In the 7th century the monastery was decimated by the Persian invaders, and for 400 years it was uninhabited. Today however one can venerate the tombs of many well known saints including St Theodosius himself, St Sophronius, once an abbot of the monastery and later Patriarch of Jerusalem, St Eulogia mother of St Theodosius, St Sophia, mother of St Sabbas, St Theodote, mother of Sts Cosmas and Damian, and John Moscos, the author of the Spiritual Meadows. Today a few nuns occupy the monastery which is built out of the most lovely honey-coloured stone to the highest standard.
Finally we conclude this part of my pilgrimage account near where we began – a few metres from the place where our Lord was baptized in the Jordan – at the Monastery of St Gerasimos. Founded in the mid 5th century in the southeast of the Jericho Valley, and named after St Gerasimos (famed for his pet lion) it was also traditionally built over a cave where Mary and Joseph and the infant Jesus sheltered in a cave while fleeing Herod the Great. The ground floor crypt beneath the Monastery church commemorates this with an icon of the Flight of the Holy Family into Egypt and a painting of Mary nursing Jesus at her breast. The Monastery is also known for being the home of St Zosimas who was to meet St Mary of Egypt on one of his customary retreats into the desert during Great Lent.
St Gerasimos, like St Theodosius and St Sabbas originated from present day Turkey. He was the first to combine both the hermit and cenobitic ways of life in one monastery by bringing together hermits from their surrounding caves on Saturdays and Sundays in order to worship together and meet each other. He is believed to have attended the Council of Chalcedon in 451 where the two natures of Christ – both truly God and truly man in one person – were established.
Destroyed by the Persians in 614 like so many others in the Judean desert, the monastery was restored and rebuilt several times until it was finally rebuilt in the 19th century. It stands alone fortress-like in the desert, a lush oasis compared with the barren desert. Outside is a fine bronze sculpture of St Gerasimos’s lion who, after having had a thorn extracted from his paw by the saint would not be separated from him. He was given the responsibility of tending the monastery’s donkey while it grazed and brought it to the river Jordan to bring water to the monks. A passing caravan stole the donkey while the lion slept who then returned in shame to the saint. St Gerasimos supposing the lion had eaten the donkey made him do all the tasks the donkey had done. When the caravan returned the lion recognized the donkey and taking the lead animal’s halter in his mouth led the whole caravan back to the monastery thus exonerating himself. When St Gerasimos died the lion was inconsolable and stayed at the saint’s grave mourning his loss. He died three days later.

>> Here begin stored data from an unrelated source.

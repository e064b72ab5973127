// src/services/report_service.rs

use std::path::PathBuf;

use chrono::Local;
use genpdf::{elements, style, Element};

use crate::{common::error::AppError, models::dashboard::DashboardView};

pub const REPORT_TITLE: &str = "Relatório InovaTech - KPIs";

/// Texto do relatório, já filtrado pelo que a sessão pode ver.
#[derive(Debug, Clone, PartialEq)]
pub struct KpiReport {
    pub period: String,
    pub kpis: Vec<String>,
    pub suggestions: Vec<String>,
}

impl From<&DashboardView> for KpiReport {
    // `view.kpis` já vem sem churn para cliente
    fn from(view: &DashboardView) -> Self {
        Self {
            period: view.query.period.clone(),
            kpis: view.kpis.iter().map(|(k, v)| format!("{}: {}", k, v)).collect(),
            suggestions: view.suggestions.iter().map(|s| format!("• {}", s)).collect(),
        }
    }
}

#[derive(Clone)]
pub struct ReportService {
    font_dir: PathBuf,
    font_name: String,
}

impl ReportService {
    pub fn new(font_dir: impl Into<PathBuf>, font_name: impl Into<String>) -> Self {
        Self { font_dir: font_dir.into(), font_name: font_name.into() }
    }

    pub fn render_kpi_report(&self, view: &DashboardView) -> Result<Vec<u8>, AppError> {
        let report = KpiReport::from(view);

        // 1. Fonte (arquivos <nome>-Regular/Bold/Italic/BoldItalic.ttf)
        let font_family = genpdf::fonts::from_files(&self.font_dir, &self.font_name, None).map_err(|e| {
            AppError::FontNotFound(format!(
                "Fonte {} não encontrada em {}: {}",
                self.font_name,
                self.font_dir.display(),
                e
            ))
        })?;

        let mut doc = genpdf::Document::new(font_family);
        doc.set_title(REPORT_TITLE);
        let mut decorator = genpdf::SimplePageDecorator::new();
        decorator.set_margins(10);
        doc.set_page_decorator(decorator);

        // 2. Cabeçalho
        doc.push(elements::Paragraph::new(REPORT_TITLE).styled(style::Style::new().bold().with_font_size(16)));
        doc.push(
            elements::Paragraph::new(format!(
                "Período: {} | Gerado em {}",
                report.period,
                Local::now().format("%d/%m/%Y %H:%M")
            ))
            .styled(style::Style::new().with_font_size(9)),
        );
        doc.push(elements::Break::new(1.5));

        // 3. KPIs
        for line in report.kpis {
            doc.push(elements::Paragraph::new(line));
        }
        doc.push(elements::Break::new(1));

        // 4. Sugestões
        doc.push(elements::Paragraph::new("Sugestões:").styled(style::Style::new().bold()));
        for line in report.suggestions {
            doc.push(elements::Paragraph::new(line));
        }

        let mut buffer = Vec::new();
        doc.render(&mut buffer)
            .map_err(|e| AppError::InternalServerError(anyhow::anyhow!("Falha ao gerar PDF: {}", e)))?;

        tracing::debug!("Relatório de KPIs gerado ({} bytes)", buffer.len());
        Ok(buffer)
    }
}

#[cfg(test)]
mod tests {
    use super::*;
    use crate::models::dashboard::KpiMap;

    fn view_with(kpis: &[(&str, f64)], suggestions: &[&str]) -> DashboardView {
        DashboardView {
            kpis: kpis.iter().map(|(k, v)| (k.to_string(), *v)).collect::<KpiMap>(),
            suggestions: suggestions.iter().map(|s| s.to_string()).collect(),
            ..Default::default()
        }
    }

    #[test]
    fn report_lists_kpis_and_suggestions() {
        let view = view_with(&[("pedidos", 10.0), ("ticketMedio", 12.5)], &["Ative cupom no iFood"]);
        let report = KpiReport::from(&view);

        assert_eq!(report.kpis, vec!["pedidos: 10", "ticketMedio: 12.5"]);
        assert_eq!(report.suggestions, vec!["• Ative cupom no iFood"]);
    }

    #[test]
    fn renders_a_pdf_with_bundled_font() {
        let service = ReportService::new("./fonts", "DejaVuSans");
        let bytes = service
            .render_kpi_report(&view_with(&[("pedidos", 3.0)], &["Revise o cardápio"]))
            .unwrap();
        assert!(bytes.starts_with(b"%PDF"));
    }

    #[test]
    fn missing_font_is_reported() {
        let service = ReportService::new("./nao-existe", "Roboto");
        let err = service.render_kpi_report(&DashboardView::default()).err().unwrap();
        assert!(matches!(err, AppError::FontNotFound(_)));
    }
}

The love of creatures is still apparent for inside the monastery a cacophony of cheerful bird song from the many cages of cockateels and other birds greeted us as we assuaged our thirst with Monastery wine!
We felt very privileged to have visited all these monasteries and only pray that the few monks who still inhabit them will survive the distressing exodus of Christians from the Holy Land. A Palestinian taxi driver informed us that less than 1% of the population of the West Bank is Christian. On an encouraging note however the standard of restoration of the monasteries and churches both by the Brotherhood of the Holy Sepulchre and the Russian Patriarchate is extremely high and I look forward to sharing with you more of the sites we visited in future issues.